Achilles Discovered among the Daughters of Lycomedes

c. 1685
Oil on canvas, 150 x 181 cm
Nationalmuseum, Stockholm

This subject is rare in seventeenth-century Northern Netherlandish art. However, it became extremely popular in Flanders after Rubens' version appeared in c. 1616. There are three known versions of the theme by Lairesse: in the Mauritshuis, The Hague, in the Nationalmuseum, Stockholm, and in the Herzog Anton Ulrich-Museum, Braunschweig.
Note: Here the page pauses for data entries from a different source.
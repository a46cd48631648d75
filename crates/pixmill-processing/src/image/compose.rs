//! Watermark overlay and text rendering

use crate::buffer::PixelBuffer;
use crate::color::Color;
use crate::error::{ProcessingError, ProcessingResult};
use ab_glyph::{FontVec, PxScale};
use font8x8::{UnicodeFonts, BASIC_FONTS};
use image::{imageops, Pixel, Rgba, RgbaImage};
use serde::{Deserialize, Serialize};
use std::fmt;
use std::path::Path;
use std::str::FromStr;

/// Glyph cell size of the built-in bitmap font
const BITMAP_GLYPH_SIZE: u32 = 8;

/// Largest text size in pixels
pub const MAX_TEXT_SIZE: u32 = 1024;

/// Text size must be in `1..=MAX_TEXT_SIZE`
pub fn check_text_size(size: u32) -> ProcessingResult<()> {
    if size == 0 || size > MAX_TEXT_SIZE {
        return Err(ProcessingError::invalid(format!(
            "Text size must be between 1 and {}, got {}",
            MAX_TEXT_SIZE, size
        )));
    }
    Ok(())
}

/// Anchor the overlay is placed against
#[derive(Debug, Clone, Copy, PartialEq, Eq, Hash, Default, Serialize, Deserialize)]
#[serde(rename_all = "kebab-case")]
pub enum Anchor {
    TopLeft,
    Top,
    TopRight,
    Left,
    Center,
    Right,
    BottomLeft,
    Bottom,
    #[default]
    BottomRight,
}

impl Anchor {
    pub fn as_str(self) -> &'static str {
        match self {
            Anchor::TopLeft => "top-left",
            Anchor::Top => "top",
            Anchor::TopRight => "top-right",
            Anchor::Left => "left",
            Anchor::Center => "center",
            Anchor::Right => "right",
            Anchor::BottomLeft => "bottom-left",
            Anchor::Bottom => "bottom",
            Anchor::BottomRight => "bottom-right",
        }
    }

    /// Top-left corner of an overlay of size (w, h) on a base of size (base_w, base_h).
    /// Offsets push the overlay inward from the anchored edge.
    fn origin(self, base: (u32, u32), overlay: (u32, u32), offset_x: i32, offset_y: i32) -> (i64, i64) {
        let (base_w, base_h) = (base.0 as i64, base.1 as i64);
        let (w, h) = (overlay.0 as i64, overlay.1 as i64);
        let (dx, dy) = (offset_x as i64, offset_y as i64);

        let left = dx;
        let center_x = (base_w - w) / 2 + dx;
        let right = base_w - w - dx;
        let top = dy;
        let center_y = (base_h - h) / 2 + dy;
        let bottom = base_h - h - dy;

        match self {
            Anchor::TopLeft => (left, top),
            Anchor::Top => (center_x, top),
            Anchor::TopRight => (right, top),
            Anchor::Left => (left, center_y),
            Anchor::Center => (center_x, center_y),
            Anchor::Right => (right, center_y),
            Anchor::BottomLeft => (left, bottom),
            Anchor::Bottom => (center_x, bottom),
            Anchor::BottomRight => (right, bottom),
        }
    }
}

impl FromStr for Anchor {
    type Err = ProcessingError;

    fn from_str(s: &str) -> Result<Self, Self::Err> {
        match s.trim().to_lowercase().replace('_', "-").as_str() {
            "top-left" => Ok(Anchor::TopLeft),
            "top" => Ok(Anchor::Top),
            "top-right" => Ok(Anchor::TopRight),
            "left" => Ok(Anchor::Left),
            "center" => Ok(Anchor::Center),
            "right" => Ok(Anchor::Right),
            "bottom-left" => Ok(Anchor::BottomLeft),
            "bottom" => Ok(Anchor::Bottom),
            "bottom-right" => Ok(Anchor::BottomRight),
            other => Err(ProcessingError::invalid(format!(
                "Invalid watermark position: {}",
                other
            ))),
        }
    }
}

impl fmt::Display for Anchor {
    fn fmt(&self, f: &mut fmt::Formatter<'_>) -> fmt::Result {
        f.write_str(self.as_str())
    }
}

/// Alpha-composite `overlay` onto `base` at an anchored position.
///
/// An overlay partially outside the base is clipped; one entirely outside
/// fails with `OutOfBounds`.
pub fn watermark(
    base: &mut PixelBuffer,
    overlay: &PixelBuffer,
    position: Anchor,
    offset_x: i32,
    offset_y: i32,
    opacity: u8,
) -> ProcessingResult<()> {
    if opacity > 100 {
        return Err(ProcessingError::invalid(format!(
            "Watermark opacity must be between 0 and 100, got {}",
            opacity
        )));
    }

    let (base_w, base_h) = base.dimensions();
    let (wm_w, wm_h) = overlay.dimensions();
    let (x, y) = position.origin((base_w, base_h), (wm_w, wm_h), offset_x, offset_y);

    if x >= base_w as i64 || y >= base_h as i64 || x + wm_w as i64 <= 0 || y + wm_h as i64 <= 0 {
        return Err(ProcessingError::OutOfBounds(format!(
            "Watermark {}x{} at ({}, {}) lies entirely outside the {}x{} image",
            wm_w, wm_h, x, y, base_w, base_h
        )));
    }

    tracing::debug!(
        position = %position,
        x = x,
        y = y,
        opacity = opacity,
        "Applying watermark"
    );

    if opacity < 100 {
        let mut faded: RgbaImage = overlay.as_image().clone();
        for pixel in faded.pixels_mut() {
            pixel[3] = ((pixel[3] as u32 * opacity as u32 + 50) / 100) as u8;
        }
        imageops::overlay(base.as_image_mut(), &faded, x, y);
    } else {
        imageops::overlay(base.as_image_mut(), overlay.as_image(), x, y);
    }

    Ok(())
}

/// Load a TrueType/OpenType font from disk
pub fn load_font(path: &Path) -> ProcessingResult<FontVec> {
    let data = std::fs::read(path).map_err(|e| {
        ProcessingError::FontNotFound(format!("{}: {}", path.display(), e))
    })?;
    FontVec::try_from_vec(data).map_err(|_| {
        ProcessingError::FontNotFound(format!("{}: not a valid font file", path.display()))
    })
}

/// Draw `text` with its top-left corner at (x, y).
///
/// Uses the font at `font_path` rendered at `size` pixels, or the built-in 8x8
/// bitmap font scaled by `size / 8` when no font is given.
pub fn text(
    buf: &mut PixelBuffer,
    text: &str,
    x: i32,
    y: i32,
    size: u32,
    color: Color,
    font_path: Option<&Path>,
) -> ProcessingResult<()> {
    check_text_size(size)?;

    match font_path {
        Some(path) => {
            let font = load_font(path)?;
            imageproc::drawing::draw_text_mut(
                buf.as_image_mut(),
                Rgba(color.to_rgba()),
                x,
                y,
                PxScale::from(size as f32),
                &font,
                text,
            );
        }
        None => draw_bitmap_text(buf.as_image_mut(), text, x, y, size, color),
    }

    Ok(())
}

fn draw_bitmap_text(img: &mut RgbaImage, text: &str, x: i32, y: i32, size: u32, color: Color) {
    let scale = (size / BITMAP_GLYPH_SIZE).max(1) as i64;
    let cell = BITMAP_GLYPH_SIZE as i64 * scale;
    let (width, height) = (img.width() as i64, img.height() as i64);
    let paint = Rgba(color.to_rgba());

    let mut cursor_x = x as i64;
    let mut cursor_y = y as i64;

    for ch in text.chars() {
        if ch == '\n' {
            cursor_x = x as i64;
            cursor_y += cell;
            continue;
        }

        let Some(glyph) = BASIC_FONTS.get(ch).or_else(|| BASIC_FONTS.get('?')) else {
            cursor_x += cell;
            continue;
        };

        let visible = cursor_x < width
            && cursor_y < height
            && cursor_x + cell > 0
            && cursor_y + cell > 0;
        if !visible {
            cursor_x += cell;
            continue;
        }

        for (row, bits) in glyph.iter().enumerate() {
            let base_y = cursor_y + row as i64 * scale;
            let rows = base_y.max(0)..(base_y + scale).min(height);
            if rows.is_empty() {
                continue;
            }
            for col in 0..BITMAP_GLYPH_SIZE as i64 {
                if (bits >> col) & 1 == 0 {
                    continue;
                }
                let base_x = cursor_x + col * scale;
                let cols = base_x.max(0)..(base_x + scale).min(width);
                for py in rows.clone() {
                    for px in cols.clone() {
                        img.get_pixel_mut(px as u32, py as u32).blend(&paint);
                    }
                }
            }
        }

        cursor_x += cell;
    }
}

#[cfg(test)]
mod tests {
    use super::*;

    fn white(width: u32, height: u32) -> PixelBuffer {
        PixelBuffer::new(width, height, [255, 255, 255, 255]).unwrap()
    }

    fn black_square(size: u32) -> PixelBuffer {
        PixelBuffer::new(size, size, [0, 0, 0, 255]).unwrap()
    }

    fn dark_pixels(buf: &PixelBuffer) -> usize {
        buf.as_image().pixels().filter(|p| p[0] < 128).count()
    }

    #[test]
    fn test_watermark_bottom_right_with_offsets() {
        let mut base = white(200, 200);
        watermark(&mut base, &black_square(50), Anchor::BottomRight, 10, 10, 100).unwrap();

        assert_eq!(base.pixel(140, 140), Some([0, 0, 0, 255]));
        assert_eq!(base.pixel(189, 189), Some([0, 0, 0, 255]));
        assert_eq!(base.pixel(190, 190), Some([255, 255, 255, 255]));
        assert_eq!(base.pixel(139, 139), Some([255, 255, 255, 255]));
    }

    #[test]
    fn test_watermark_center() {
        let mut base = white(100, 100);
        watermark(&mut base, &black_square(10), Anchor::Center, 0, 0, 100).unwrap();
        assert_eq!(base.pixel(45, 45), Some([0, 0, 0, 255]));
        assert_eq!(base.pixel(54, 54), Some([0, 0, 0, 255]));
        assert_eq!(dark_pixels(&base), 100);
    }

    #[test]
    fn test_watermark_opacity() {
        let mut base = white(20, 20);
        watermark(&mut base, &black_square(10), Anchor::TopLeft, 0, 0, 50).unwrap();
        let [r, _, _, a] = base.pixel(5, 5).unwrap();
        assert!((120..=135).contains(&r), "half-transparent black over white, got {}", r);
        assert_eq!(a, 255);

        assert!(matches!(
            watermark(&mut base, &black_square(10), Anchor::TopLeft, 0, 0, 101),
            Err(ProcessingError::InvalidParameter(_))
        ));
    }

    #[test]
    fn test_watermark_partially_outside_is_clipped() {
        let mut base = white(100, 100);
        watermark(&mut base, &black_square(50), Anchor::TopLeft, -25, -25, 100).unwrap();
        assert_eq!(dark_pixels(&base), 25 * 25);
    }

    #[test]
    fn test_watermark_entirely_outside_fails() {
        let mut base = white(100, 100);
        let err = watermark(&mut base, &black_square(20), Anchor::TopLeft, 150, 0, 100).unwrap_err();
        assert!(matches!(err, ProcessingError::OutOfBounds(_)));

        let err = watermark(&mut base, &black_square(20), Anchor::BottomRight, 0, 120, 100).unwrap_err();
        assert!(matches!(err, ProcessingError::OutOfBounds(_)));

        // Base is untouched on failure
        assert_eq!(dark_pixels(&base), 0);
    }

    #[test]
    fn test_anchor_parse_and_serde() {
        assert_eq!("bottom-right".parse::<Anchor>().unwrap(), Anchor::BottomRight);
        assert_eq!("TOP_LEFT".parse::<Anchor>().unwrap(), Anchor::TopLeft);
        assert!("middle".parse::<Anchor>().is_err());

        let anchor: Anchor = serde_json::from_str("\"top-right\"").unwrap();
        assert_eq!(anchor, Anchor::TopRight);
        assert_eq!(Anchor::default(), Anchor::BottomRight);
    }

    #[test]
    fn test_bitmap_text_draws_in_place() {
        let mut buf = white(100, 40);
        text(&mut buf, "Hi", 10, 10, 16, Color::BLACK, None).unwrap();

        let dark = dark_pixels(&buf);
        assert!(dark > 0);
        // Scale 2 glyphs: nothing left of x or above y
        for (x, y, p) in buf.as_image().enumerate_pixels() {
            if p[0] < 128 {
                assert!(x >= 10 && y >= 10 && x < 10 + 2 * 16 && y < 10 + 16);
            }
        }
    }

    #[test]
    fn test_text_clipped_at_edges() {
        let mut buf = white(10, 10);
        text(&mut buf, "WWWW", -4, 5, 8, Color::BLACK, None).unwrap();
        assert_eq!(buf.dimensions(), (10, 10));
    }

    #[test]
    fn test_text_zero_size_rejected() {
        let mut buf = white(10, 10);
        assert!(matches!(
            text(&mut buf, "x", 0, 0, 0, Color::BLACK, None),
            Err(ProcessingError::InvalidParameter(_))
        ));
    }

    #[test]
    fn test_text_missing_font() {
        let mut buf = white(10, 10);
        let err = text(
            &mut buf,
            "x",
            0,
            0,
            12,
            Color::BLACK,
            Some(Path::new("/nonexistent/font.ttf")),
        )
        .unwrap_err();
        assert!(matches!(err, ProcessingError::FontNotFound(_)));
    }

    #[test]
    fn test_text_invalid_font_file() {
        let dir = tempfile::tempdir().unwrap();
        let path = dir.path().join("bogus.ttf");
        std::fs::write(&path, b"not a font").unwrap();

        let mut buf = white(10, 10);
        let err = text(&mut buf, "x", 0, 0, 12, Color::BLACK, Some(&path)).unwrap_err();
        assert!(matches!(err, ProcessingError::FontNotFound(_)));
    }

    #[test]
    fn test_text_size_is_capped() {
        let mut buf = white(20, 20);
        assert!(matches!(
            text(&mut buf, "A", 0, 0, 65_536, Color::BLACK, None),
            Err(ProcessingError::InvalidParameter(_))
        ));
        assert!(text(&mut buf, "A", 0, 0, MAX_TEXT_SIZE, Color::BLACK, None).is_ok());
    }

    #[test]
    fn test_text_off_canvas_leaves_image_unchanged() {
        let original = white(20, 20);
        let long_line = "W".repeat(500);
        for (x, y) in [(5_000, 0), (0, 5_000), (-1_000_000, 0), (0, -100_000)] {
            let mut buf = original.clone();
            text(&mut buf, &long_line, x, y, MAX_TEXT_SIZE, Color::BLACK, None).unwrap();
            assert_eq!(buf, original, "text at ({}, {}) touched the canvas", x, y);
        }
    }

    #[test]
    fn test_large_text_is_clipped_to_canvas() {
        let mut buf = white(10, 10);
        // One glyph cell covers 1024x1024 pixels, most of it outside the canvas
        text(&mut buf, "#", -200, -200, MAX_TEXT_SIZE, Color::BLACK, None).unwrap();
        assert_eq!(buf.dimensions(), (10, 10));
    }
}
The subject is taken from Ovid's Metamorphoses. Knowing her son was destined to die if he went to fight in the Trojan war, Thethis, a sea nymph, disguised Achilles as a woman and entrusted him to King Lycomedes, in whose palace on the isle of Scyros he lived among the king's daughters. Odysseus and other Greek chieftains were sent to fetch Achilles. They cunningly laid a heap of gifts before the girls - jewellery, clothes and other finery, but among them a sword, spear and shield. When a trumpet was sounded, Achilles instinctively snatched up the weapons and thus betrayed his identity.

Lairesse, like all other artists who rendered the subject, chose the scene Achilles examining the weapons.